CIB1 expression has been observed in several types of cancer, including breast, lung, prostate, ovarian, and pancreatic cancer. In breast cancer, CIB1 expression has been shown to be higher in invasive ductal carcinoma compared to normal breast tissue. High levels of CIB1 expression have also been associated with poor prognosis in breast cancer patients. CIB1 has been implicated in cancer development and progression. In breast cancer, CIB1 has been shown to promote cell proliferation, migration, invasion, and metastasis. CIB1 has also been shown to promote the growth of prostate cancer cells and the invasion of ovarian cancer cells. Targeting CIB1 has been explored as a potential therapeutic strategy for cancer. Small molecule inhibitors of CIB1 have shown promise in preclinical models of breast cancer. Silencing CIB1 expression has also been shown to sensitize cancer cells to chemotherapy and radiation therapy.

=== Male infertility ===
CIB1 has been implicated in male fertility, specifically in sperm function and motility. CIB1 expression has been detected in human sperm, and its levels have been correlated with sperm motility. CIB1 has also been shown to be present in the acrosome region of the sperm, which plays a critical role in fertilization. Studies in mice have shown that CIB1 deficiency leads to impaired sperm motility and reduced fertility. Male mice lacking CIB1 exhibited decreased sperm count and decreased sperm motility, resulting in reduced fertility.

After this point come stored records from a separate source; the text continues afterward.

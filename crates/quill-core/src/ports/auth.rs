//! Authentication ports. Session state is a signed token carried in a
//! cookie; the web layer treats these services as given infrastructure.

use uuid::Uuid;

/// Claims carried by a session token.
#[derive(Debug, Clone)]
pub struct SessionClaims {
    pub user_id: Uuid,
    pub username: String,
    pub exp: i64,
}

/// Issues and verifies signed session tokens.
pub trait SessionTokenService: Send + Sync {
    /// Issue a session token for a user.
    fn issue(&self, user_id: Uuid, username: &str) -> Result<String, AuthError>;

    /// Verify and decode a session token.
    fn verify(&self, token: &str) -> Result<SessionClaims, AuthError>;

    /// Session lifetime, for the cookie's Max-Age.
    fn ttl_seconds(&self) -> i64;
}

/// Password hashing service.
pub trait PasswordService: Send + Sync {
    /// Hash a plain text password.
    fn hash(&self, password: &str) -> Result<String, AuthError>;

    /// Verify a password against a hash.
    fn verify(&self, password: &str, hash: &str) -> Result<bool, AuthError>;
}

/// Authentication errors.
#[derive(Debug, thiserror::Error)]
pub enum AuthError {
    #[error("Invalid credentials")]
    InvalidCredentials,

    #[error("Session expired")]
    SessionExpired,

    #[error("Invalid session token: {0}")]
    InvalidToken(String),

    #[error("No session")]
    MissingSession,

    #[error("Hashing error: {0}")]
    HashingError(String),
}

CIB1 was also found to be required for the proper formation of the sperm tail, which is critical for sperm motility. In addition, CIB1 has been shown to regulate calcium signaling in sperm, which is important for sperm motility and fertilization. CIB1 interacts with the sperm-specific calcium channel CatSper, which is important for regulating intracellular calcium levels in sperm.

=== Spermatogenesis ===
Spermatogenesis is the process of producing mature spermatozoa from spermatogonia, the precursor cells in the testes. This process involves several stages, including mitotic division, meiotic division, and differentiation, which results in the production of four haploid sperm cells from one diploid spermatogonium. CIB1 has been shown to play a critical role in spermatogenesis by regulating the differentiation of spermatogonia into spermatocytes. Studies have shown that CIB1 is expressed in spermatogonia, spermatocytes, and spermatids, indicating its role throughout the entire process of spermatogenesis. In mice, CIB1 deficiency has been shown to lead to decreased spermatogonia proliferation and impaired differentiation into spermatocytes, resulting in reduced sperm production and male infertility. In addition, CIB1 has been shown to regulate the expression of genes involved in spermatogenesis, including genes involved in cell proliferation and differentiation.

== Interactions ==
CIB1 has been shown to interact with RAC3, PSEN2, DNA-PKcs, UBR5 and CD61.